When the mouse reaches puberty the virus begins to express its messenger RNA in the estrogen sensitive tissues. As a result, after puberty all mammary cells will contain the active retrovirus and begin to replicate in the genome and express viral messenger RNA in all new mammary tissue cells.

==The MMTV promoter in models of human breast cancer==
The LTR (long terminal repeat) of MMTV contains a glucocorticoid hormone response element. This glucocorticoid element is a promoter that is often used to construct mice which develop a breast cancer-like disease, because an animal model system for breast cancer close to the human disease is very much looked for.

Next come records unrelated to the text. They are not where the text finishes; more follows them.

use crate::classify::Verdict;
use nalgebra::{Point2, Vector2};
use serde::{Deserialize, Serialize};

/// Rectangle of arbitrary rotation, in pixel coordinates (x right, y down).
///
/// `size` is `(extent along the rectangle's first axis, extent along its
/// second axis)`; which one is longer is not implied. `angle_deg` is the
/// direction of the first axis, normalised into `[0, 90)`. Corners run
/// clockwise as seen on screen, starting from `center − u·w/2 − v·h/2`.
#[derive(Clone, Debug, PartialEq, Serialize, Deserialize)]
#[serde(rename_all = "camelCase")]
pub struct OrientedRect {
    pub center: Point2<f64>,
    pub size: (f64, f64),
    pub angle_deg: f64,
    pub corners: [Point2<f64>; 4],
}

impl OrientedRect {
    /// Build a rectangle from centre, side lengths and first-axis angle.
    pub fn new(center: Point2<f64>, size: (f64, f64), angle_deg: f64) -> Self {
        let (mut w, mut h) = size;
        let mut angle = angle_deg.rem_euclid(180.0);
        // rem_euclid rounds tiny negative inputs up to exactly 180.
        if angle >= 180.0 {
            angle = 0.0;
        }
        if angle >= 90.0 {
            angle -= 90.0;
            std::mem::swap(&mut w, &mut h);
        }
        let rad = angle.to_radians();
        let u = Vector2::new(rad.cos(), rad.sin());
        let v = Vector2::new(-u.y, u.x);
        let hu = u * (w * 0.5);
        let hv = v * (h * 0.5);
        let corners = [
            center - hu - hv,
            center + hu - hv,
            center + hu + hv,
            center - hu + hv,
        ];
        Self {
            center,
            size: (w, h),
            angle_deg: angle,
            corners,
        }
    }

    pub fn area(&self) -> f64 {
        self.size.0 * self.size.1
    }

    /// `(longer side, shorter side)` in pixels.
    pub fn major_minor(&self) -> (f64, f64) {
        let (a, b) = self.size;
        (a.max(b), a.min(b))
    }
}

/// Outcome of one successful inspection.
#[derive(Clone, Debug, PartialEq, Serialize, Deserialize)]
#[serde(rename_all = "camelCase")]
pub struct Measurement {
    /// Longer rectangle side in millimetres; never smaller than `width_mm`.
    pub length_mm: f64,
    pub width_mm: f64,
    pub verdict: Verdict,
    /// Rectangle corners in pixel coordinates of the original image.
    pub corners: [Point2<f64>; 4],
    pub rect: OrientedRect,
}

impl Measurement {
    pub fn is_accepted(&self) -> bool {
        self.verdict == Verdict::Accepted
    }

    /// Length rounded to two decimals, for display only.
    pub fn length_display(&self) -> String {
        format!("{:.2}", self.length_mm)
    }

    pub fn width_display(&self) -> String {
        format!("{:.2}", self.width_mm)
    }

    /// Corners truncated to integer pixels, as used for overlay drawing.
    pub fn corners_px(&self) -> [(i32, i32); 4] {
        self.corners.map(|p| (p.x as i32, p.y as i32))
    }
}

The MMTV promoter is used in the PyMT model system of mouse models of breast cancer metastasis. Here Py is the abbreviation of polyoma and MT is the abbreviation for middle T. There are more model systems of breast cancer which use the MMTV promoter. The polyoma middle T-antigen is taken from the polyoma virus. The MMTV-PyMT model has been shown to be a reliable model of breast cancer metastasis. In human breast cancer the polyoma middle T- antigen was not found.